Over the past few years, I’ve relished the gorgeously written essays by historian (and Renaissance man) Ted Widmer who appears occasionally in the New York Times.
I think there’s no more stirring and surprising way to welcome 2019 than reading Professor Widmer’s “1919: The Year of the Crack-Up: From the Treaty of Versailles to Prohibition, the events of that year shaped America, and the world, for a century to come.”
Several times while reading it I spontaneously said, “What????” Here’s one:
That year in the South, two children born near each other, on either side of the Alabama-Georgia line, revealed how quickly the country was changing. Jackie Robinson grew up in a new kind of America, thanks to his mother, who moved with him to California. George Wallace spent most of life trying to hold back the tide of change that Robinson’s generation helped unleash.

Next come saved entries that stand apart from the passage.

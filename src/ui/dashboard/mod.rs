mod lap_chart;
mod notifications;
mod selectors;
mod telemetry_view;

use std::{path::Path, time::Duration};

use egui::{Color32, RichText, ScrollArea};
use log::{error, info};

use laptrace::{
    AppConfig, LaptraceError, LapTimeSeries, TelemetryCharts,
    api::worker::FetchWorker,
    charts::lap_time_series,
    export::{LapExport, write_laps},
    state::{DashboardState, FetchRequest, LapKey, Scope},
};

use notifications::Notifications;

const POLL_INTERVAL_MS: u64 = 100;

/// Interactive comparison of lap times and telemetry for up to ten drivers.
///
/// Fetches run on a [`FetchWorker`] thread. Every frame drains the finished
/// responses into the [`DashboardState`] and rebuilds the chart series when
/// something changed.
pub struct DashboardApp {
    config: AppConfig,
    state: DashboardState,
    worker: FetchWorker,
    notifications: Notifications,
    lap_series: Vec<LapTimeSeries>,
    telemetry_charts: TelemetryCharts,
    charts_dirty: bool,
    race_filter: String,
    hovered_lap: Option<LapKey>,
    hovered_distance: Option<f64>,
}

impl DashboardApp {
    /// `config` is the file-backed config saved on exit. Command line
    /// overrides only reach the worker's client and `start_year`.
    pub fn new(
        config: AppConfig,
        start_year: i32,
        worker: FetchWorker,
        cc: &eframe::CreationContext<'_>,
    ) -> Self {
        cc.egui_ctx.set_visuals(crate::ui::dashboard_visuals());

        let mut app = Self {
            state: DashboardState::new(start_year),
            config,
            worker,
            notifications: Notifications::default(),
            lap_series: Vec::new(),
            telemetry_charts: TelemetryCharts::default(),
            charts_dirty: false,
            race_filter: String::new(),
            hovered_lap: None,
            hovered_distance: None,
        };
        let requests = app.state.select_year(start_year);
        app.submit(Ok(requests));
        app
    }

    /// Sends the requests of a selection change to the worker, or shows the
    /// error that prevented the change.
    fn submit(&mut self, requests: Result<Vec<FetchRequest>, LaptraceError>) {
        self.charts_dirty = true;
        let result = requests.and_then(|requests| self.worker.submit(requests));
        if let Err(e) = result {
            error!("{}", e.detailed_message());
            self.notifications.push(e.to_string());
        }
    }

    fn drain_responses(&mut self) {
        let responses = self.worker.poll();
        if responses.is_empty() {
            return;
        }
        for response in responses {
            self.state.apply(response);
        }
        for message in self.state.take_notifications() {
            self.notifications.push(message);
        }
        self.charts_dirty = true;
    }

    fn refresh_charts(&mut self) {
        if !self.charts_dirty {
            return;
        }
        self.lap_series = lap_time_series(&self.state);
        self.telemetry_charts = TelemetryCharts::from_state(&self.state);
        self.charts_dirty = false;
    }

    fn is_loading(&self) -> bool {
        [Scope::Calendar, Scope::Results, Scope::LapTimes, Scope::Telemetry]
            .into_iter()
            .any(|scope| self.state.is_loading(scope))
    }

    fn export_laps(&mut self, path: &Path) {
        let (Some(race), Some(session)) = (self.state.race(), self.state.session()) else {
            return;
        };
        let export = LapExport {
            year: self.state.year(),
            race_name: &race.race_name,
            session,
            series: &self.lap_series,
        };
        match write_laps(path, &export) {
            Ok(count) => info!("Exported {} laps", count),
            Err(e) => {
                error!("{}", e.detailed_message());
                self.notifications.push(e.to_string());
            }
        }
    }

    fn show_header(&mut self, ui: &mut egui::Ui) {
        ui.horizontal(|ui| {
            ui.heading(RichText::new("F1 Lap Time Dashboard").color(Color32::WHITE).strong());
            if self.is_loading() {
                ui.spinner();
            }
            ui.with_layout(egui::Layout::right_to_left(egui::Align::Center), |ui| {
                let can_export = self.lap_series.iter().any(|s| !s.laps.is_empty());
                if ui
                    .add_enabled(can_export, egui::Button::new("💾 Export laps"))
                    .clicked()
                    && let Some(path) = rfd::FileDialog::new()
                        .add_filter("JSON lines", &["jsonl"])
                        .set_file_name("laps.jsonl")
                        .save_file()
                {
                    self.export_laps(&path);
                }
            });
        });
    }
}

impl eframe::App for DashboardApp {
    fn on_exit(&mut self, _gl: Option<&eframe::glow::Context>) {
        self.config.default_year = self.state.year();
        if let Err(e) = self.config.save() {
            error!("Error while saving config file: {}", e.detailed_message());
        }
    }

    fn update(&mut self, ctx: &egui::Context, _frame: &mut eframe::Frame) {
        self.drain_responses();
        self.refresh_charts();

        egui::TopBottomPanel::top("selectors")
            .frame(egui::Frame::new().inner_margin(8))
            .show(ctx, |ui| {
                self.show_header(ui);
                ui.separator();
                self.show_selectors(ui);
                self.show_driver_tags(ui);
            });

        egui::CentralPanel::default().show(ctx, |ui| {
            ScrollArea::vertical().show(ui, |ui| {
                self.show_lap_chart(ui);
                ui.add_space(12.);
                self.show_telemetry(ui);
            });
        });

        self.notifications.show(ctx);

        // Keep polling the worker while responses are outstanding
        if self.is_loading() {
            ctx.request_repaint_after(Duration::from_millis(POLL_INTERVAL_MS));
        }
    }
}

The events, the colossal figures, the movements appearing in this breathtaking one-year panorama are stunners. No less remarkable is how that one year, 1919, evokes so much of what we in the United States are living with now.
No, that’s not what I mean. That was clichĂ©. More that the year 1919 arcs so persuasively into 2019, it makes “history” into a electric conduit to our present.
I don’t know if I conveyed that correctly.
Never mind me. You will love “1919: The Year of the Crack-Up,” and you will thank me for telling you to read it.